Goal of the exercise: The answer should contain every entry below, copied exactly.

Segment Open

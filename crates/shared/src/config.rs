//! 配置管理模块
//!
//! 支持多格式配置文件加载，环境变量覆盖，以及类型安全的配置访问。

use config::{Config, Environment, File};
use serde::Deserialize;
use std::path::Path;

use crate::error::{NotifierError, Result};

/// 服务配置
#[derive(Debug, Clone, Deserialize)]
#[serde(default)]
pub struct ServerConfig {
    pub host: String,
    pub port: u16,
}

impl Default for ServerConfig {
    fn default() -> Self {
        Self {
            host: "0.0.0.0".to_string(),
            port: 8000,
        }
    }
}

/// Telegram Bot API 配置
#[derive(Debug, Clone, Deserialize)]
#[serde(default)]
pub struct TelegramConfig {
    pub bot_token: String,
    pub api_base_url: String,
    /// 未显式指定接收方时使用的默认会话
    pub default_chat_ids: Vec<String>,
    /// plain / markdown / html
    pub default_format: String,
    /// 平台单条消息长度上限，超出部分截断
    pub max_message_length: usize,
    /// 是否拉取聊天命令（getUpdates 长轮询）
    pub polling_enabled: bool,
    /// 长轮询单次等待秒数
    pub poll_timeout_secs: u64,
}

impl Default for TelegramConfig {
    fn default() -> Self {
        Self {
            bot_token: String::new(),
            api_base_url: "https://api.telegram.org".to_string(),
            default_chat_ids: Vec::new(),
            default_format: "markdown".to_string(),
            max_message_length: 4096,
            polling_enabled: false,
            poll_timeout_secs: 30,
        }
    }
}

/// 投递引擎配置
#[derive(Debug, Clone, Deserialize)]
#[serde(default)]
pub struct DeliveryConfig {
    /// 单个接收方的最大传输调用次数（含首次）
    pub max_attempts: u32,
    pub base_delay_ms: u64,
    pub max_delay_ms: u64,
    pub jitter: bool,
    /// 令牌桶容量
    pub rate_limit_capacity: f64,
    /// 令牌桶每秒补充量
    pub rate_limit_refill_per_sec: f64,
    /// 等待准入的上限，超过即放弃
    pub max_admission_wait_secs: u64,
    pub transport_timeout_secs: u64,
    /// 并发投递工作者上限
    pub max_concurrency: usize,
}

impl Default for DeliveryConfig {
    fn default() -> Self {
        Self {
            max_attempts: 3,
            base_delay_ms: 1000,
            max_delay_ms: 30_000,
            jitter: true,
            rate_limit_capacity: 30.0,
            rate_limit_refill_per_sec: 30.0,
            max_admission_wait_secs: 30,
            transport_timeout_secs: 10,
            max_concurrency: 16,
        }
    }
}

/// 调度器配置
#[derive(Debug, Clone, Deserialize)]
#[serde(default)]
pub struct SchedulerConfig {
    pub enabled: bool,
    /// 是否注册内置的日报/周报任务
    pub default_jobs: bool,
}

impl Default for SchedulerConfig {
    fn default() -> Self {
        Self {
            enabled: true,
            default_jobs: true,
        }
    }
}

/// 安全配置
#[derive(Debug, Clone, Deserialize, Default)]
#[serde(default)]
pub struct SecurityConfig {
    /// API Bearer 密钥，未配置时不校验
    pub api_secret_key: Option<String>,
    /// Webhook 共享密钥，未配置时拒绝所有 Webhook 请求
    pub webhook_secret: Option<String>,
}

/// 系统监控配置
#[derive(Debug, Clone, Deserialize)]
#[serde(default)]
pub struct MonitoringConfig {
    pub enabled: bool,
    pub check_interval_secs: u64,
    /// 同一指标两次告警的最小间隔
    pub alert_cooldown_secs: u64,
    pub cpu_threshold: f64,
    pub memory_threshold: f64,
    pub disk_threshold: f64,
}

impl Default for MonitoringConfig {
    fn default() -> Self {
        Self {
            enabled: true,
            check_interval_secs: 60,
            alert_cooldown_secs: 300,
            cpu_threshold: 80.0,
            memory_threshold: 80.0,
            disk_threshold: 90.0,
        }
    }
}

/// 可观测性配置
#[derive(Debug, Clone, Deserialize)]
#[serde(default)]
pub struct ObservabilityConfig {
    pub log_level: String,
    /// 日志输出格式：json（结构化）或 pretty（人类可读）
    pub log_format: String,
    pub metrics_enabled: bool,
    pub metrics_port: u16,
}

impl Default for ObservabilityConfig {
    fn default() -> Self {
        Self {
            log_level: "info".to_string(),
            log_format: "pretty".to_string(),
            metrics_enabled: true,
            metrics_port: 9090,
        }
    }
}

/// 应用配置
#[derive(Debug, Clone, Deserialize, Default)]
#[serde(default)]
pub struct AppConfig {
    pub service_name: String,
    pub environment: String,
    pub server: ServerConfig,
    pub telegram: TelegramConfig,
    pub delivery: DeliveryConfig,
    pub scheduler: SchedulerConfig,
    pub security: SecurityConfig,
    pub monitoring: MonitoringConfig,
    pub observability: ObservabilityConfig,
}

impl AppConfig {
    /// 从配置文件和环境变量加载配置
    ///
    /// 加载顺序（后加载的会覆盖先加载的同名配置项）：
    /// 1. .env 文件（仅注入进程环境变量）
    /// 2. config/default.toml（默认配置）
    /// 3. config/{environment}.toml（环境特定配置）
    /// 4. config/{service_name}.toml（服务特定配置）
    /// 5. 环境变量（NOTIFIER_ 前缀，双下划线分隔层级，
    ///    如 NOTIFIER_TELEGRAM__BOT_TOKEN -> telegram.bot_token）
    pub fn load(service_name: &str) -> Result<Self> {
        // .env 不存在时忽略
        let _ = dotenvy::dotenv();

        let env = std::env::var("NOTIFIER_ENV").unwrap_or_else(|_| "development".to_string());
        let config_dir = std::env::var("CONFIG_DIR").unwrap_or_else(|_| "config".to_string());

        let builder = Config::builder()
            .set_default("service_name", service_name)?
            .set_default("environment", env.clone())?
            .add_source(File::from(Path::new(&config_dir).join("default.toml")).required(false))
            .add_source(
                File::from(Path::new(&config_dir).join(format!("{}.toml", env))).required(false),
            )
            .add_source(
                File::from(Path::new(&config_dir).join(format!("{}.toml", service_name)))
                    .required(false),
            )
            .add_source(
                Environment::with_prefix("NOTIFIER")
                    .prefix_separator("_")
                    .separator("__")
                    .list_separator(",")
                    .with_list_parse_key("telegram.default_chat_ids")
                    .try_parsing(true),
            );

        Ok(builder.build()?.try_deserialize()?)
    }

    /// 校验跨字段约束，启动时调用
    pub fn validate(&self) -> Result<()> {
        let invalid = |field: &str, message: &str| NotifierError::InvalidConfig {
            field: field.to_string(),
            message: message.to_string(),
        };

        if self.delivery.max_attempts == 0 {
            return Err(invalid("delivery.max_attempts", "至少为 1"));
        }
        if self.delivery.rate_limit_capacity < 1.0 {
            return Err(invalid("delivery.rate_limit_capacity", "至少为 1"));
        }
        if self.delivery.rate_limit_refill_per_sec <= 0.0 {
            return Err(invalid("delivery.rate_limit_refill_per_sec", "必须大于 0"));
        }
        if self.delivery.max_concurrency == 0 {
            return Err(invalid("delivery.max_concurrency", "至少为 1"));
        }
        if self.telegram.max_message_length == 0 {
            return Err(invalid("telegram.max_message_length", "必须大于 0"));
        }
        if self.telegram.polling_enabled && self.telegram.poll_timeout_secs == 0 {
            return Err(invalid("telegram.poll_timeout_secs", "必须大于 0"));
        }
        if self.monitoring.check_interval_secs == 0 {
            return Err(invalid("monitoring.check_interval_secs", "必须大于 0"));
        }
        Ok(())
    }

    /// 获取服务地址
    pub fn server_addr(&self) -> String {
        format!("{}:{}", self.server.host, self.server.port)
    }

    /// 是否为生产环境
    pub fn is_production(&self) -> bool {
        self.environment == "production"
    }
}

Segment Closed

Answer to the problem:
filename crates/shared/src/config.rs
//! 配置管理模块
//!
//! 支持多格式配置文件加载，环境变量覆盖，以及类型安全的配置访问。

use config::{Config, Environment, File};
use serde::Deserialize;
use std::path::Path;

use crate::error::{NotifierError, Result};

/// 服务配置
#[derive(Debug, Clone, Deserialize)]
#[serde(default)]
pub struct ServerConfig {
    pub host: String,
    pub port: u16,
}

impl Default for ServerConfig {
    fn default() -> Self {
        Self {
            host: "0.0.0.0".to_string(),
            port: 8000,
        }
    }
}

/// Telegram Bot API 配置
#[derive(Debug, Clone, Deserialize)]
#[serde(default)]
pub struct TelegramConfig {
    pub bot_token: String,
    pub api_base_url: String,
    /// 未显式指定接收方时使用的默认会话
    pub default_chat_ids: Vec<String>,
    /// plain / markdown / html
    pub default_format: String,
    /// 平台单条消息长度上限，超出部分截断
    pub max_message_length: usize,
    /// 是否拉取聊天命令（getUpdates 长轮询）
    pub polling_enabled: bool,
    /// 长轮询单次等待秒数
    pub poll_timeout_secs: u64,
}

impl Default for TelegramConfig {
    fn default() -> Self {
        Self {
            bot_token: String::new(),
            api_base_url: "https://api.telegram.org".to_string(),
            default_chat_ids: Vec::new(),
            default_format: "markdown".to_string(),
            max_message_length: 4096,
            polling_enabled: false,
            poll_timeout_secs: 30,
        }
    }
}

/// 投递引擎配置
#[derive(Debug, Clone, Deserialize)]
#[serde(default)]
pub struct DeliveryConfig {
    /// 单个接收方的最大传输调用次数（含首次）
    pub max_attempts: u32,
    pub base_delay_ms: u64,
    pub max_delay_ms: u64,
    pub jitter: bool,
    /// 令牌桶容量
    pub rate_limit_capacity: f64,
    /// 令牌桶每秒补充量
    pub rate_limit_refill_per_sec: f64,
    /// 等待准入的上限，超过即放弃
    pub max_admission_wait_secs: u64,
    pub transport_timeout_secs: u64,
    /// 并发投递工作者上限
    pub max_concurrency: usize,
}

impl Default for DeliveryConfig {
    fn default() -> Self {
        Self {
            max_attempts: 3,
            base_delay_ms: 1000,
            max_delay_ms: 30_000,
            jitter: true,
            rate_limit_capacity: 30.0,
            rate_limit_refill_per_sec: 30.0,
            max_admission_wait_secs: 30,
            transport_timeout_secs: 10,
            max_concurrency: 16,
        }
    }
}

/// 调度器配置
#[derive(Debug, Clone, Deserialize)]
#[serde(default)]
pub struct SchedulerConfig {
    pub enabled: bool,
    /// 是否注册内置的日报/周报任务
    pub default_jobs: bool,
}

impl Default for SchedulerConfig {
    fn default() -> Self {
        Self {
            enabled: true,
            default_jobs: true,
        }
    }
}

/// 安全配置
#[derive(Debug, Clone, Deserialize, Default)]
#[serde(default)]
pub struct SecurityConfig {
    /// API Bearer 密钥，未配置时不校验
    pub api_secret_key: Option<String>,
    /// Webhook 共享密钥，未配置时拒绝所有 Webhook 请求
    pub webhook_secret: Option<String>,
}

/// 系统监控配置
#[derive(Debug, Clone, Deserialize)]
#[serde(default)]
pub struct MonitoringConfig {
    pub enabled: bool,
    pub check_interval_secs: u64,
    /// 同一指标两次告警的最小间隔
    pub alert_cooldown_secs: u64,
    pub cpu_threshold: f64,
    pub memory_threshold: f64,
    pub disk_threshold: f64,
}

impl Default for MonitoringConfig {
    fn default() -> Self {
        Self {
            enabled: true,
            check_interval_secs: 60,
            alert_cooldown_secs: 300,
            cpu_threshold: 80.0,
            memory_threshold: 80.0,
            disk_threshold: 90.0,
        }
    }
}

/// 可观测性配置
#[derive(Debug, Clone, Deserialize)]
#[serde(default)]
pub struct ObservabilityConfig {
    pub log_level: String,
    /// 日志输出格式：json（结构化）或 pretty（人类可读）
    pub log_format: String,
    pub metrics_enabled: bool,
    pub metrics_port: u16,
}

impl Default for ObservabilityConfig {
    fn default() -> Self {
        Self {
            log_level: "info".to_string(),
            log_format: "pretty".to_string(),
            metrics_enabled: true,
            metrics_port: 9090,
        }
    }
}

/// 应用配置
#[derive(Debug, Clone, Deserialize, Default)]
#[serde(default)]
pub struct AppConfig {
    pub service_name: String,
    pub environment: String,
    pub server: ServerConfig,
    pub telegram: TelegramConfig,
    pub delivery: DeliveryConfig,
    pub scheduler: SchedulerConfig,
    pub security: SecurityConfig,
    pub monitoring: MonitoringConfig,
    pub observability: ObservabilityConfig,
}

impl AppConfig {
    /// 从配置文件和环境变量加载配置
    ///
    /// 加载顺序（后加载的会覆盖先加载的同名配置项）：
    /// 1. .env 文件（仅注入进程环境变量）
    /// 2. config/default.toml（默认配置）
    /// 3. config/{environment}.toml（环境特定配置）
    /// 4. config/{service_name}.toml（服务特定配置）
    /// 5. 环境变量（NOTIFIER_ 前缀，双下划线分隔层级，
    ///    如 NOTIFIER_TELEGRAM__BOT_TOKEN -> telegram.bot_token）
    pub fn load(service_name: &str) -> Result<Self> {
        // .env 不存在时忽略
        let _ = dotenvy::dotenv();

        let env = std::env::var("NOTIFIER_ENV").unwrap_or_else(|_| "development".to_string());
        let config_dir = std::env::var("CONFIG_DIR").unwrap_or_else(|_| "config".to_string());

        let builder = Config::builder()
            .set_default("service_name", service_name)?
            .set_default("environment", env.clone())?
            .add_source(File::from(Path::new(&config_dir).join("default.toml")).required(false))
            .add_source(
                File::from(Path::new(&config_dir).join(format!("{}.toml", env))).required(false),
            )
            .add_source(
                File::from(Path::new(&config_dir).join(format!("{}.toml", service_name)))
                    .required(false),
            )
            .add_source(
                Environment::with_prefix("NOTIFIER")
                    .prefix_separator("_")
                    .separator("__")
                    .list_separator(",")
                    .with_list_parse_key("telegram.default_chat_ids")
                    .try_parsing(true),
            );

        Ok(builder.build()?.try_deserialize()?)
    }

    /// 校验跨字段约束，启动时调用
    pub fn validate(&self) -> Result<()> {
        let invalid = |field: &str, message: &str| NotifierError::InvalidConfig {
            field: field.to_string(),
            message: message.to_string(),
        };

        if self.delivery.max_attempts == 0 {
            return Err(invalid("delivery.max_attempts", "至少为 1"));
        }
        if self.delivery.rate_limit_capacity < 1.0 {
            return Err(invalid("delivery.rate_limit_capacity", "至少为 1"));
        }
        if self.delivery.rate_limit_refill_per_sec <= 0.0 {
            return Err(invalid("delivery.rate_limit_refill_per_sec", "必须大于 0"));
        }
        if self.delivery.max_concurrency == 0 {
            return Err(invalid("delivery.max_concurrency", "至少为 1"));
        }
        if self.telegram.max_message_length == 0 {
            return Err(invalid("telegram.max_message_length", "必须大于 0"));
        }
        if self.telegram.polling_enabled && self.telegram.poll_timeout_secs == 0 {
            return Err(invalid("telegram.poll_timeout_secs", "必须大于 0"));
        }
        if self.monitoring.check_interval_secs == 0 {
            return Err(invalid("monitoring.check_interval_secs", "必须大于 0"));
        }
        Ok(())
    }

    /// 获取服务地址
    pub fn server_addr(&self) -> String {
        format!("{}:{}", self.server.host, self.server.port)
    }

    /// 是否为生产环境
    pub fn is_production(&self) -> bool {
        self.environment == "production"
    }
}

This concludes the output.